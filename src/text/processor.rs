//! Text cleanup, sentence splitting and statistics

use once_cell::sync::Lazy;
use regex::Regex;
use serde::Serialize;

static WHITESPACE: Lazy<Regex> = Lazy::new(|| Regex::new(r"\s+").expect("valid regex"));

static DISALLOWED: Lazy<Regex> =
    Lazy::new(|| Regex::new(r#"[^\w\s.!?,;:\-()'"]"#).expect("valid regex"));

static SPACE_BEFORE_PUNCT: Lazy<Regex> =
    Lazy::new(|| Regex::new(r"\s+([.!?,;:])").expect("valid regex"));

/// Clean raw text before it is summarized or returned from an upload.
///
/// Drops symbols outside word characters and basic punctuation, collapses
/// whitespace and capitalizes a lowercase first letter.
pub fn preprocess(text: &str) -> String {
    let text = DISALLOWED.replace_all(text, "");
    let text = WHITESPACE.replace_all(&text, " ");
    let text = SPACE_BEFORE_PUNCT.replace_all(&text, "$1");
    let text = text.trim();

    let mut chars = text.chars();
    match chars.next() {
        Some(first) if first.is_lowercase() => first.to_uppercase().chain(chars).collect(),
        _ => text.to_string(),
    }
}

/// Whitespace-delimited word count
pub fn word_count(text: &str) -> usize {
    text.split_whitespace().count()
}

fn is_terminator(ch: char) -> bool {
    matches!(ch, '.' | '!' | '?')
}

fn is_closer(ch: char) -> bool {
    matches!(ch, '"' | '\'' | ')')
}

fn push_trimmed(sentences: &mut Vec<String>, candidate: &str) {
    let candidate = candidate.trim();
    if !candidate.is_empty() {
        sentences.push(candidate.to_string());
    }
}

/// Split text into sentences.
///
/// A sentence ends after a run of `.`, `!` or `?` (plus trailing quotes or a
/// closing parenthesis) that is followed by whitespace or the end of input,
/// so decimals like `3.5` stay intact.
pub fn split_sentences(text: &str) -> Vec<String> {
    let mut sentences = Vec::new();
    let mut start = 0;
    let mut chars = text.char_indices().peekable();

    while let Some((idx, ch)) = chars.next() {
        if !is_terminator(ch) {
            continue;
        }

        let mut end = idx + ch.len_utf8();
        while let Some(&(next_idx, next)) = chars.peek() {
            if is_terminator(next) || is_closer(next) {
                end = next_idx + next.len_utf8();
                chars.next();
            } else {
                break;
            }
        }

        let at_boundary = chars.peek().map_or(true, |&(_, next)| next.is_whitespace());
        if at_boundary {
            push_trimmed(&mut sentences, &text[start..end]);
            start = end;
        }
    }

    push_trimmed(&mut sentences, &text[start..]);
    sentences
}

/// Greedily pack whole sentences into chunks of at most `max_chars` characters.
///
/// A single sentence longer than the limit becomes its own chunk.
pub fn chunk_text(text: &str, max_chars: usize) -> Vec<String> {
    let mut chunks = Vec::new();
    let mut current = String::new();

    for sentence in split_sentences(text) {
        let projected = current.chars().count() + sentence.chars().count();
        if current.is_empty() || projected < max_chars {
            if !current.is_empty() {
                current.push(' ');
            }
            current.push_str(&sentence);
        } else {
            chunks.push(std::mem::take(&mut current));
            current.push_str(&sentence);
        }
    }

    if !current.is_empty() {
        chunks.push(current);
    }
    chunks
}

/// Basic statistics about a text
#[derive(Debug, Clone, PartialEq, Serialize)]
pub struct TextStatistics {
    pub word_count: usize,
    pub sentence_count: usize,
    pub character_count: usize,
    pub character_count_no_spaces: usize,
    pub avg_words_per_sentence: f64,
    pub avg_chars_per_word: f64,
}

pub fn statistics(text: &str) -> TextStatistics {
    let words: Vec<&str> = text.split_whitespace().collect();
    let sentence_count = split_sentences(text).len();
    let word_chars: usize = words.iter().map(|w| w.chars().count()).sum();

    TextStatistics {
        word_count: words.len(),
        sentence_count,
        character_count: text.chars().count(),
        character_count_no_spaces: text.chars().filter(|c| *c != ' ').count(),
        avg_words_per_sentence: if sentence_count > 0 {
            words.len() as f64 / sentence_count as f64
        } else {
            0.0
        },
        avg_chars_per_word: if words.is_empty() {
            0.0
        } else {
            word_chars as f64 / words.len() as f64
        },
    }
}

/// Language guess
#[derive(Debug, Clone, Copy, PartialEq, Eq, Serialize)]
#[serde(rename_all = "lowercase")]
pub enum Language {
    English,
    Spanish,
    French,
    Unknown,
}

const ENGLISH_WORDS: &[&str] = &[
    "the", "and", "or", "but", "in", "on", "at", "to", "for", "of", "with", "by",
];
const SPANISH_WORDS: &[&str] = &[
    "el", "la", "y", "o", "pero", "en", "a", "para", "de", "con", "por",
];
const FRENCH_WORDS: &[&str] = &[
    "le", "la", "et", "ou", "mais", "dans", "à", "pour", "de", "avec", "par",
];

/// Guess the language from overlap with common function words.
///
/// Returns `Unknown` unless one language strictly leads.
pub fn detect_language(text: &str) -> Language {
    let lowered = text.to_lowercase();
    let words: std::collections::HashSet<&str> = lowered.split_whitespace().collect();
    let overlap = |vocab: &[&str]| vocab.iter().filter(|w| words.contains(*w)).count();

    let english = overlap(ENGLISH_WORDS);
    let spanish = overlap(SPANISH_WORDS);
    let french = overlap(FRENCH_WORDS);

    if english > spanish && english > french {
        Language::English
    } else if spanish > english && spanish > french {
        Language::Spanish
    } else if french > english && french > spanish {
        Language::French
    } else {
        Language::Unknown
    }
}

#[cfg(test)]
mod tests {
    use super::*;

    #[test]
    fn test_preprocess_collapses_whitespace_and_symbols() {
        assert_eq!(preprocess("  hello   @world\n\nagain  "), "Hello world again");
        assert_eq!(preprocess("Price is 5 $ ."), "Price is 5.");
        assert_eq!(preprocess("Hello world"), "Hello world");
    }

    #[test]
    fn test_preprocess_keeps_apostrophes() {
        assert_eq!(preprocess("don't stop"), "Don't stop");
    }

    #[test]
    fn test_split_sentences() {
        let sentences = split_sentences("One here. Two there! Is it three? Yes");
        assert_eq!(sentences, vec!["One here.", "Two there!", "Is it three?", "Yes"]);
    }

    #[test]
    fn test_split_sentences_keeps_decimals() {
        let sentences = split_sentences("Version 3.5 shipped. It works.");
        assert_eq!(sentences, vec!["Version 3.5 shipped.", "It works."]);
    }

    #[test]
    fn test_split_sentences_with_closers() {
        let sentences = split_sentences("He said \"stop.\" Then left.");
        assert_eq!(sentences, vec!["He said \"stop.\"", "Then left."]);
    }

    #[test]
    fn test_chunk_text_respects_limit() {
        let text = "Alpha beta gamma. Delta epsilon zeta. Eta theta iota.";
        let chunks = chunk_text(text, 40);
        assert_eq!(chunks.len(), 2);
        assert_eq!(chunks[0], "Alpha beta gamma. Delta epsilon zeta.");
        assert_eq!(chunks[1], "Eta theta iota.");
    }

    #[test]
    fn test_chunk_text_oversized_sentence() {
        let chunks = chunk_text("Short one. This sentence is rather long indeed.", 12);
        assert_eq!(chunks, vec!["Short one.", "This sentence is rather long indeed."]);
    }

    #[test]
    fn test_statistics() {
        let stats = statistics("Hello world. Bye now.");
        assert_eq!(stats.word_count, 4);
        assert_eq!(stats.sentence_count, 2);
        assert_eq!(stats.character_count, 21);
        assert_eq!(stats.character_count_no_spaces, 18);
        assert!((stats.avg_words_per_sentence - 2.0).abs() < f64::EPSILON);
    }

    #[test]
    fn test_statistics_empty() {
        let stats = statistics("");
        assert_eq!(stats.word_count, 0);
        assert_eq!(stats.avg_words_per_sentence, 0.0);
        assert_eq!(stats.avg_chars_per_word, 0.0);
    }

    #[test]
    fn test_detect_language() {
        assert_eq!(
            detect_language("The cat sat on the mat and looked at the dog"),
            Language::English
        );
        assert_eq!(
            detect_language("El perro come pero el gato duerme con calma"),
            Language::Spanish
        );
        assert_eq!(
            detect_language("Le chat et le chien dans la maison avec nous"),
            Language::French
        );
        assert_eq!(detect_language("xyz qwerty"), Language::Unknown);
    }
}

> _What to do_:
Every line of the material that includes the word "PartialEq" needs to be copied.

> _Answer to the exercise_:
#[derive(Debug, Clone, PartialEq, Serialize)]
#[derive(Debug, Clone, Copy, PartialEq, Eq, Serialize)]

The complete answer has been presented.